As head of Children Services at the Newton County Library, Carol Durusau, is in her element and loving it.
A lifelong reader who is hopelessly in love with children's literature, Durusau describes the circumstances which led to her current position as head of the bustling Children Services department as a happy chain of events.
"It all kind of fell together really nicely for me," Durusau said.
Born and raised in Jena, La., Durusau moved with her husband and daughter to Conyers some 15 years ago. As a parent taking her young daughter to the library, Durusau said she re-discovered her love of children's literature.
"I remember thinking what a wonderful way to make a living," Durusau said.
In 1992 when a friend informed her of an opening in the children's department of the Nancy Guinn Memorial Library in Conyers, Durusau immediately applied for the position and was subsequently hired.
After working at the Nancy Guinn Library for four years, Durusau switched libraries to work at the reference desk at Clayton County's headquarters library in Jonesboro.

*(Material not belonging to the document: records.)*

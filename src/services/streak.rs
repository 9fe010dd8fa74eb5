// SPDX-License-Identifier: MIT
// Copyright 2026 Roland Dreier <roland@rolandd.dev>

//! Check-in streak computation.
//!
//! Everything here is pure: dates in, numbers and labels out. Entries that
//! do not parse as a calendar day are skipped; they never extend or break
//! a streak.

use crate::time_utils::{local_today, parse_calendar_day};
use chrono::NaiveDate;
use serde::Serialize;
use std::collections::{BTreeSet, HashSet};
#[cfg(feature = "binding-generation")]
use ts_rs::TS;

/// Streak lengths that always earn a celebration (when not yet shown).
pub const NOTIFY_MILESTONES: [u32; 6] = [3, 14, 30, 50, 100, 365];

/// Targets shown as "next milestone" in the profile view.
pub const PROGRESS_MILESTONES: [u32; 8] = [1, 3, 7, 14, 30, 50, 100, 365];

/// Milestone tiers, lowest first.
#[derive(Debug, Clone, Copy, PartialEq, Eq, PartialOrd, Ord, Hash, Serialize)]
#[cfg_attr(feature = "binding-generation", derive(TS))]
#[cfg_attr(
    feature = "binding-generation",
    ts(export, export_to = "web/src/lib/generated/")
)]
#[serde(rename_all = "lowercase")]
pub enum MilestoneLevel {
    Beginner,
    Starter,
    Builder,
    Achiever,
    Warrior,
    Champion,
    Master,
    Legend,
}

#[derive(Debug, Clone, Copy, PartialEq, Eq, Serialize)]
#[cfg_attr(feature = "binding-generation", derive(TS))]
#[cfg_attr(
    feature = "binding-generation",
    ts(export, export_to = "web/src/lib/generated/")
)]
pub struct Milestone {
    pub level: MilestoneLevel,
    #[cfg_attr(feature = "binding-generation", ts(type = "string"))]
    pub emoji: &'static str,
    #[cfg_attr(feature = "binding-generation", ts(type = "string"))]
    pub title: &'static str,
}

/// Tier thresholds, checked from the top down.
const LADDER: [(u32, Milestone); 7] = [
    (365, Milestone { level: MilestoneLevel::Legend, emoji: "🏆", title: "Wellness Legend" }),
    (100, Milestone { level: MilestoneLevel::Master, emoji: "👑", title: "Wellness Master" }),
    (50, Milestone { level: MilestoneLevel::Champion, emoji: "🌟", title: "Wellness Champion" }),
    (30, Milestone { level: MilestoneLevel::Warrior, emoji: "⚡", title: "Wellness Warrior" }),
    (14, Milestone { level: MilestoneLevel::Achiever, emoji: "🎯", title: "Wellness Achiever" }),
    (7, Milestone { level: MilestoneLevel::Builder, emoji: "🔥", title: "Streak Builder" }),
    (3, Milestone { level: MilestoneLevel::Starter, emoji: "🌱", title: "Wellness Starter" }),
];

const BEGINNER: Milestone = Milestone {
    level: MilestoneLevel::Beginner,
    emoji: "✨",
    title: "New Journey",
};

/// Everything the profile view needs about the current streak.
#[derive(Debug, Clone, PartialEq, Serialize)]
#[cfg_attr(feature = "binding-generation", derive(TS))]
#[cfg_attr(
    feature = "binding-generation",
    ts(export, export_to = "web/src/lib/generated/")
)]
pub struct StreakSummary {
    pub current: u32,
    pub longest: u32,
    pub milestone: Milestone,
    pub next_milestone: u32,
    /// `current / next_milestone * 100`, 0 with no streak
    pub progress_percent: f64,
}

fn check_in_days<I>(dates: I) -> HashSet<NaiveDate>
where
    I: IntoIterator,
    I::Item: AsRef<str>,
{
    dates
        .into_iter()
        .filter_map(|d| parse_calendar_day(d.as_ref()))
        .collect()
}

/// Consecutive days with a check-in, ending today (local time).
pub fn calculate_streak<I>(dates: I) -> u32
where
    I: IntoIterator,
    I::Item: AsRef<str>,
{
    calculate_streak_at(local_today(), dates)
}

/// Consecutive days with a check-in, walking back from `today`.
pub fn calculate_streak_at<I>(today: NaiveDate, dates: I) -> u32
where
    I: IntoIterator,
    I::Item: AsRef<str>,
{
    streak_from_days(today, &check_in_days(dates))
}

fn streak_from_days(today: NaiveDate, days: &HashSet<NaiveDate>) -> u32 {
    let mut streak = 0;
    let mut day = Some(today);
    while let Some(d) = day.filter(|d| days.contains(d)) {
        streak += 1;
        day = d.pred_opt();
    }
    streak
}

/// Longest run of consecutive check-in days anywhere in the history.
pub fn longest_streak<I>(dates: I) -> u32
where
    I: IntoIterator,
    I::Item: AsRef<str>,
{
    let days: BTreeSet<NaiveDate> = check_in_days(dates).into_iter().collect();

    let mut longest = 0;
    let mut run = 0;
    let mut prev: Option<NaiveDate> = None;
    for day in days {
        run = match prev {
            Some(p) if p.succ_opt() == Some(day) => run + 1,
            _ => 1,
        };
        longest = longest.max(run);
        prev = Some(day);
    }
    longest
}

pub fn classify_milestone(streak: u32) -> Milestone {
    LADDER
        .iter()
        .find(|(threshold, _)| streak >= *threshold)
        .map(|(_, milestone)| *milestone)
        .unwrap_or(BEGINNER)
}

/// Decide whether to show a celebration for `current_streak`.
///
/// The caller must persist `current_streak` as the new last-shown value
/// right after acting on a `true`, or the same milestone is announced again.
pub fn should_notify(current_streak: u32, last_shown_streak: u32) -> bool {
    if current_streak == 1 {
        return true;
    }
    let unseen = current_streak > last_shown_streak;
    if current_streak % 7 == 0 && current_streak > 0 && unseen {
        return true;
    }
    NOTIFY_MILESTONES.contains(&current_streak) && unseen
}

/// The next progress target above `streak`.
pub fn next_milestone(streak: u32) -> u32 {
    PROGRESS_MILESTONES
        .iter()
        .copied()
        .find(|m| *m > streak)
        .unwrap_or(streak.saturating_add(50))
}

/// Encouragement text shown with a celebration.
pub fn streak_message(streak: u32) -> String {
    let fixed = match streak {
        1 => Some("Amazing start! Every journey begins with a single step. 🌟"),
        3 => Some("Three days strong! You're building a powerful habit. 🔥"),
        7 => Some("One week milestone! Your dedication is inspiring. 🎉"),
        14 => Some("Two weeks of consistency! You're on fire! ⚡"),
        30 => Some("30 days of wellness! You're a true champion! 🏆"),
        50 => Some("50 days! Your commitment is extraordinary! 👑"),
        100 => Some("100 days! You've achieved wellness mastery! 🌟✨"),
        365 => Some("One full year! You are a wellness legend! 🏆👑🌟"),
        _ => None,
    };
    if let Some(message) = fixed {
        return message.to_string();
    }

    if streak % 50 == 0 {
        format!("{} days of pure dedication! Keep shining! ✨", streak)
    } else if streak % 25 == 0 {
        format!("{} days and counting! You're unstoppable! 🚀", streak)
    } else if streak % 10 == 0 {
        format!("{} days strong! Your consistency amazes us! 💪", streak)
    } else {
        format!("{} days of wellness! Keep up the amazing work! 🌈", streak)
    }
}

/// Build the profile summary for `dates` as of `today`.
pub fn summarize_at<I>(today: NaiveDate, dates: I) -> StreakSummary
where
    I: IntoIterator,
    I::Item: AsRef<str>,
{
    let dates: Vec<I::Item> = dates.into_iter().collect();
    let current = calculate_streak_at(today, dates.iter().map(|d| d.as_ref()));
    let longest = longest_streak(dates.iter().map(|d| d.as_ref())).max(current);
    let next = next_milestone(current);
    let progress_percent = if current > 0 {
        f64::from(current) / f64::from(next) * 100.0
    } else {
        0.0
    };

    StreakSummary {
        current,
        longest,
        milestone: classify_milestone(current),
        next_milestone: next,
        progress_percent,
    }
}

#[cfg(test)]
mod tests {
    use super::*;
    use chrono::Duration;

    fn today() -> NaiveDate {
        NaiveDate::from_ymd_opt(2026, 10, 16).unwrap()
    }

    fn days_ago(n: i64) -> String {
        (today() - Duration::days(n)).to_string()
    }

    #[test]
    fn test_empty_history() {
        assert_eq!(calculate_streak_at(today(), Vec::<String>::new()), 0);
        assert_eq!(longest_streak(Vec::<String>::new()), 0);
    }

    #[test]
    fn test_consecutive_days() {
        assert_eq!(calculate_streak_at(today(), [days_ago(0)]), 1);
        assert_eq!(
            calculate_streak_at(today(), [days_ago(0), days_ago(1), days_ago(2)]),
            3
        );
    }

    #[test]
    fn test_gap_breaks_streak() {
        assert_eq!(calculate_streak_at(today(), [days_ago(0), days_ago(2)]), 1);
        // No check-in today means no current streak.
        assert_eq!(calculate_streak_at(today(), [days_ago(1), days_ago(2)]), 0);
    }

    #[test]
    fn test_order_duplicates_and_time_of_day() {
        let dates = [
            format!("{}T21:15:00", days_ago(1)),
            format!("{}T06:00:00", days_ago(0)),
            format!("{}T23:59:59", days_ago(0)),
            days_ago(2),
        ];
        assert_eq!(calculate_streak_at(today(), dates), 3);
    }

    #[test]
    fn test_unparseable_dates_are_skipped() {
        let dates = [
            days_ago(0),
            "not a date".to_string(),
            days_ago(1),
            String::new(),
        ];
        assert_eq!(calculate_streak_at(today(), dates), 2);
        assert_eq!(calculate_streak_at(today(), ["garbage"]), 0);
    }

    #[test]
    fn test_future_dates_do_not_count() {
        assert_eq!(calculate_streak_at(today(), [days_ago(-1)]), 0);
    }

    #[test]
    fn test_longest_streak() {
        let dates = [
            days_ago(20),
            days_ago(19),
            days_ago(18),
            days_ago(17),
            days_ago(5),
            days_ago(0),
        ];
        assert_eq!(longest_streak(dates), 4);
    }

    #[test]
    fn test_milestone_ladder() {
        let cases = [
            (0, MilestoneLevel::Beginner),
            (2, MilestoneLevel::Beginner),
            (3, MilestoneLevel::Starter),
            (6, MilestoneLevel::Starter),
            (7, MilestoneLevel::Builder),
            (14, MilestoneLevel::Achiever),
            (29, MilestoneLevel::Achiever),
            (30, MilestoneLevel::Warrior),
            (50, MilestoneLevel::Champion),
            (100, MilestoneLevel::Master),
            (364, MilestoneLevel::Master),
            (365, MilestoneLevel::Legend),
            (10_000, MilestoneLevel::Legend),
        ];
        for (streak, level) in cases {
            assert_eq!(classify_milestone(streak).level, level, "streak {}", streak);
        }
        assert_eq!(classify_milestone(7).title, "Streak Builder");
        assert_eq!(classify_milestone(0).emoji, "✨");
    }

    #[test]
    fn test_milestone_ladder_is_monotonic() {
        let mut previous = classify_milestone(0).level;
        for streak in 1..=800 {
            let level = classify_milestone(streak).level;
            assert!(level >= previous, "tier dropped at {}", streak);
            previous = level;
        }
    }

    #[test]
    fn test_should_notify() {
        assert!(should_notify(1, 0));
        assert!(should_notify(1, 1));
        assert!(should_notify(7, 0));
        assert!(!should_notify(7, 7));
        assert!(!should_notify(8, 7));
        assert!(should_notify(14, 10));
        assert!(!should_notify(4, 0));
        assert!(should_notify(3, 0));
        assert!(should_notify(50, 49));
        assert!(!should_notify(50, 50));
        assert!(!should_notify(0, 0));
        assert!(!should_notify(2, 0));
    }

    #[test]
    fn test_next_milestone() {
        assert_eq!(next_milestone(0), 1);
        assert_eq!(next_milestone(1), 3);
        assert_eq!(next_milestone(7), 14);
        assert_eq!(next_milestone(364), 365);
        assert_eq!(next_milestone(365), 415);
    }

    #[test]
    fn test_streak_message() {
        assert!(streak_message(7).starts_with("One week milestone!"));
        assert!(streak_message(150).contains("pure dedication"));
        assert!(streak_message(75).contains("unstoppable"));
        assert!(streak_message(20).contains("consistency amazes"));
        assert_eq!(
            streak_message(4),
            "4 days of wellness! Keep up the amazing work! 🌈"
        );
    }

    #[test]
    fn test_summarize() {
        let summary = summarize_at(today(), [days_ago(0), days_ago(1), days_ago(2)]);
        assert_eq!(summary.current, 3);
        assert_eq!(summary.longest, 3);
        assert_eq!(summary.milestone.level, MilestoneLevel::Starter);
        assert_eq!(summary.next_milestone, 7);
        assert!((summary.progress_percent - 300.0 / 7.0).abs() < 1e-9);

        let empty = summarize_at(today(), Vec::<String>::new());
        assert_eq!(empty.progress_percent, 0.0);
        assert_eq!(empty.next_milestone, 1);
    }
}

However she soon began to miss working with children.
"I really wanted to get back to the Children's Desk," Durusau said. "Those are the books I enjoy.
So Durusau enrolled in a distance education program offered by the University of South Carolina to earn an M.A. in Library Sciences.
M.A. in hand, Durusau left Jonesboro after two years when she found employment with the Newton County Library where she has been happily ensconced with her beloved children's books for the last nine years.
Speaking of her department, Durusau said it was because of the support of the community that the county's library has such a large and varied children's section today which regularly hosts a storytelling hour with performances by local artists.
While speaking fondly of the black and red colored picture books that she grew up reading, Durusau said their illustrations can't compare with the brilliantly colored picture books which the publishing houses are producing today.
"Kids literature is more broad-ranging today than it was," Durusau said. "What we have now is just so much more entertaining."
In addition, Durusau said there have been great strides made in the writing of non-fiction books geared towards children.
Durusau said she is optimistic for the future of Newton County because of something she heard at a recent American Library Association conference when the keynote speaker of the conference said that the future of America lies in the children that go to the library.
Knowing just how many children make use of the Newton County library on a regular basis, Durusau said she was reassured to hear that.
"A lot of the research says they're (children) reading less, but I don't really see that in this library or in this town," Durusau said. "We have a really strong group of kids who read."
As a librarian, Durusau said she works hard to bring in as many materials from as many different view points as possible to the library.
"The library has often been referred to as a 'marketplace for ideas,'" Durusau said. "That's our purpose. To be that place where people can find out whatever they need to know."
As for herself, Durusau said she loves reading the old classics along with books by southern authors such as William Faulkner, Clyd Edgerton, Barbara Kingsolver and Flannery O'Connor.
A Harry Potter fan as well, Durusau advises the books by British children's fantasy novelist Diana Wynne Jones for those Potter fans still hankering for more magical exploits.
While Durusau said she has a hard time naming one favorite children's book, she did recommend several children's authors: E.B. White, Lois Lowry and Roald Dahl.
"It's hard to pick out one thing that's over everything," Durusau said.